The children have learned not to talk to Elly unless I am there to act as interpreter — an interpreter not even of speech, but of behaviour. It is simply too hard for them. Sometimes there is a brief contact, as in taking turns on a swing. But where, either because of inability or shyness, neither party will take the initiative, there can be no real interaction. I am trying to encourage Elly to answer when a child says ‘Hi, Elly’. So far, I am encouraged — but the child is bewildered — if she echoes ‘Hi, Elly’, back.

But here too there are mysteries. Elly can be contrary, and she knows how to tease. She will rarely greet someone she knows well, but on occasion she will rush up to some college boy she has never seen before and embrace him on the street. He, of course, is as embarrassed as I am, and Elly looks at us with mischief in her eyes. Or she makes — not often — a clumsy overture to another child, an overture that would have been reciprocated had she made it when she was two, to another two-year-old, but that normal children now find bizarre and frightening. It is hard to build sociality on these fitful and easily discouraged advances.

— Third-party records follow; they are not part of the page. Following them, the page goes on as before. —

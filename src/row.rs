//! Name-addressable result rows.

use crate::{record::FieldType, LoaderError, Result, Value};

/// One result row with its column names.
#[derive(Clone, Debug, PartialEq)]
pub struct Row {
    cols: Vec<String>,
    values: Vec<Value>,
}

impl Row {
    pub fn new(cols: Vec<String>, values: Vec<Value>) -> Self {
        Self { cols, values }
    }

    pub(crate) fn from_sqlite(cols: &[String], row: &rusqlite::Row<'_>) -> rusqlite::Result<Self> {
        let values = (0..cols.len())
            .map(|index| row.get::<_, Value>(index))
            .collect::<rusqlite::Result<Vec<_>>>()?;
        Ok(Self {
            cols: cols.to_vec(),
            values,
        })
    }

    pub fn columns(&self) -> &[String] {
        &self.cols
    }

    pub fn values(&self) -> &[Value] {
        &self.values
    }

    /// Returns a value by case-insensitive column name.
    pub fn get(&self, name: &str) -> Option<&Value> {
        let idx = self
            .cols
            .iter()
            .position(|col| col.eq_ignore_ascii_case(name))?;
        self.values.get(idx)
    }

    /// Converts the named column into a record field type.
    ///
    /// A missing column reads as `NULL`, so optional fields tolerate
    /// projections that leave them out.
    pub fn field<T: FieldType>(&self, name: &str) -> Result<T> {
        let value = self.get(name).cloned().unwrap_or(Value::Null);
        T::from_value(value).map_err(|reason| {
            LoaderError::Schema(format!("column '{name}': {reason}"))
        })
    }
}

#[cfg(test)]
mod tests {
    use super::Row;
    use crate::{LoaderError, Value};

    fn row() -> Row {
        Row::new(
            vec!["Id".to_owned(), "Name".to_owned()],
            vec![Value::integer(3), Value::text("Kit")],
        )
    }

    #[test]
    fn lookup_is_case_insensitive() {
        assert_eq!(row().get("id"), Some(&Value::Integer(3)));
        assert_eq!(row().get("NAME"), Some(&Value::Text("Kit".to_owned())));
        assert_eq!(row().get("missing"), None);
    }

    #[test]
    fn typed_field_access() {
        let row = row();
        assert_eq!(row.field::<i64>("id").expect("must convert"), 3);
        assert_eq!(row.field::<Option<String>>("absent").expect("must convert"), None);
        let err = row.field::<i64>("name").expect_err("must fail");
        assert!(matches!(err, LoaderError::Schema(_)));
    }
}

Elly is now in the class for the educable retarded at our local public school. After three years with normal children, the private school considered it impossible to move her into even their extremely small first grade. Ironically, it was because she had made so much progress that they could not keep her. She was no more strange than she had always been, but as she has improved her strangeness has acquired a much higher visibility. Now that she can ‘act out’, she is no longer the silent child who took directions and caused no trouble, but a spring-tight, hyperactive little girl who uses her voice and her whole body to express the emotions, positive and negative, that are at length available to her. Newly at large in the world of feeling, she must learn to control it, and that without converting control into repression.

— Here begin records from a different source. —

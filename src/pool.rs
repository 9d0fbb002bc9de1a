use std::{fmt, sync::Arc, time::Duration};

use dashmap::{mapref::entry::Entry, DashMap};
use reqwest::Url;

use crate::{LoaderError, Result};

/// Long-lived HTTP client bound to one base address.
///
/// `reqwest::Client` keeps its own connection pool, so one handle per base
/// address means one socket pool per remote endpoint for the process lifetime.
#[derive(Debug)]
pub struct EndpointHandle {
    base: Url,
    http: reqwest::Client,
    timeout: Duration,
}

impl EndpointHandle {
    fn connect(base_address: &str, timeout: Duration) -> Result<Self> {
        let base = parse_base_address(base_address)?;
        let http = reqwest::Client::builder()
            .timeout(timeout)
            .build()
            .map_err(LoaderError::Request)?;
        Ok(Self {
            base,
            http,
            timeout,
        })
    }

    pub fn base(&self) -> &Url {
        &self.base
    }

    pub fn http(&self) -> &reqwest::Client {
        &self.http
    }

    pub fn timeout(&self) -> Duration {
        self.timeout
    }

    /// Resolves `path` (with optional query) against the base address.
    pub fn join(&self, path: &str) -> Result<Url> {
        self.base
            .join(path)
            .map_err(|err| LoaderError::InvalidEndpoint(format!("{}{path}: {err}", self.base)))
    }
}

/// Keyed cache of [`EndpointHandle`]s shared by every client of an endpoint.
///
/// Cloning the pool clones a reference to the same map. The composition root
/// owns the pool and tears it down with [`ConnectionPool::dispose_all`].
#[derive(Clone, Default)]
pub struct ConnectionPool {
    handles: Arc<DashMap<String, Arc<EndpointHandle>>>,
}

impl fmt::Debug for ConnectionPool {
    fn fmt(&self, f: &mut fmt::Formatter<'_>) -> fmt::Result {
        f.debug_struct("ConnectionPool")
            .field("endpoints", &self.handles.len())
            .finish()
    }
}

impl ConnectionPool {
    pub fn new() -> Self {
        Self::default()
    }

    /// Returns the handle for `key`, creating it on first use.
    ///
    /// Creation happens under the map's shard lock, so concurrent callers for
    /// the same key always observe a single handle. The timeout only applies
    /// when the handle is created.
    pub fn get_or_create(&self, key: &str, timeout: Duration) -> Result<Arc<EndpointHandle>> {
        match self.handles.entry(key.to_owned()) {
            Entry::Occupied(entry) => Ok(Arc::clone(entry.get())),
            Entry::Vacant(entry) => {
                let handle = Arc::new(EndpointHandle::connect(key, timeout)?);
                tracing::debug!(endpoint = key, ?timeout, "created pooled http client");
                entry.insert(Arc::clone(&handle));
                Ok(handle)
            }
        }
    }

    /// Evicts the handle for `key`. Clients still holding it keep working
    /// until they drop their reference.
    pub fn remove(&self, key: &str) -> bool {
        let removed = self.handles.remove(key).is_some();
        if removed {
            tracing::debug!(endpoint = key, "removed pooled http client");
        }
        removed
    }

    pub fn dispose_all(&self) {
        let count = self.handles.len();
        self.handles.clear();
        tracing::debug!(count, "disposed pooled http clients");
    }

    pub fn contains(&self, key: &str) -> bool {
        self.handles.contains_key(key)
    }

    pub fn len(&self) -> usize {
        self.handles.len()
    }

    pub fn is_empty(&self) -> bool {
        self.handles.is_empty()
    }
}

fn parse_base_address(base_address: &str) -> Result<Url> {
    let trimmed = base_address.trim();
    if trimmed.is_empty() {
        return Err(LoaderError::InvalidEndpoint(
            "base address cannot be empty".to_owned(),
        ));
    }
    let url = Url::parse(trimmed)
        .map_err(|err| LoaderError::InvalidEndpoint(format!("{trimmed}: {err}")))?;
    if !matches!(url.scheme(), "http" | "https") {
        return Err(LoaderError::InvalidEndpoint(format!(
            "{trimmed}: unsupported scheme '{}'",
            url.scheme()
        )));
    }
    Ok(url)
}

#[cfg(test)]
mod tests {
    use std::{sync::Arc, thread, time::Duration};

    use super::ConnectionPool;
    use crate::LoaderError;

    const TIMEOUT: Duration = Duration::from_secs(5);

    #[test]
    fn same_key_returns_shared_handle() {
        let pool = ConnectionPool::new();
        let first = pool
            .get_or_create("https://api.example.dev", TIMEOUT)
            .expect("must create");
        let second = pool
            .get_or_create("https://api.example.dev", Duration::from_secs(1))
            .expect("must reuse");

        assert!(Arc::ptr_eq(&first, &second));
        assert_eq!(second.timeout(), TIMEOUT);
        assert_eq!(pool.len(), 1);
    }

    #[test]
    fn concurrent_callers_observe_one_handle() {
        let pool = ConnectionPool::new();
        let handles: Vec<_> = (0..8)
            .map(|_| {
                let pool = pool.clone();
                thread::spawn(move || {
                    pool.get_or_create("https://api.example.dev", TIMEOUT)
                        .expect("must create")
                })
            })
            .collect();

        let created: Vec<_> = handles
            .into_iter()
            .map(|handle| handle.join().expect("thread must not panic"))
            .collect();

        assert!(created.windows(2).all(|pair| Arc::ptr_eq(&pair[0], &pair[1])));
        assert_eq!(pool.len(), 1);
    }

    #[test]
    fn invalid_base_address_is_rejected() {
        let pool = ConnectionPool::new();
        for key in ["", "not a url", "ftp://files.example.dev"] {
            let err = pool.get_or_create(key, TIMEOUT).expect_err("must fail");
            assert!(matches!(err, LoaderError::InvalidEndpoint(_)), "{key}");
        }
        assert!(pool.is_empty());
    }

    #[test]
    fn remove_and_dispose_evict_handles() {
        let pool = ConnectionPool::new();
        pool.get_or_create("https://a.example.dev", TIMEOUT)
            .expect("must create");
        pool.get_or_create("https://b.example.dev", TIMEOUT)
            .expect("must create");

        assert!(pool.remove("https://a.example.dev"));
        assert!(!pool.remove("https://a.example.dev"));
        assert!(!pool.contains("https://a.example.dev"));

        pool.dispose_all();
        assert!(pool.is_empty());
    }

    #[test]
    fn join_resolves_paths_against_base() {
        let pool = ConnectionPool::new();
        let handle = pool
            .get_or_create("https://api.example.dev", TIMEOUT)
            .expect("must create");
        let url = handle.join("/v1.4/movie/random?year=2000-2020").expect("must join");
        assert_eq!(
            url.as_str(),
            "https://api.example.dev/v1.4/movie/random?year=2000-2020"
        );
    }
}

It is not easy. Her first weeks in the public school required manifold adjustments and imposed severe tensions on teacher, pupils, and administration — tensions that were absorbed with a flexibility, imagination, and good will that quite literally pass belief. That I do not describe them here at length only illustrates that there is never space for all the important things. Elly’s new teacher knows that Elly’s very difficulties show that she is now ready to profit from what no home care and no one- to-one relationship, however devoted, can give her; the opportunity to be led, step by step, with imagination and understanding, into minimal interaction, not with a sympathetic adult, but with her peers.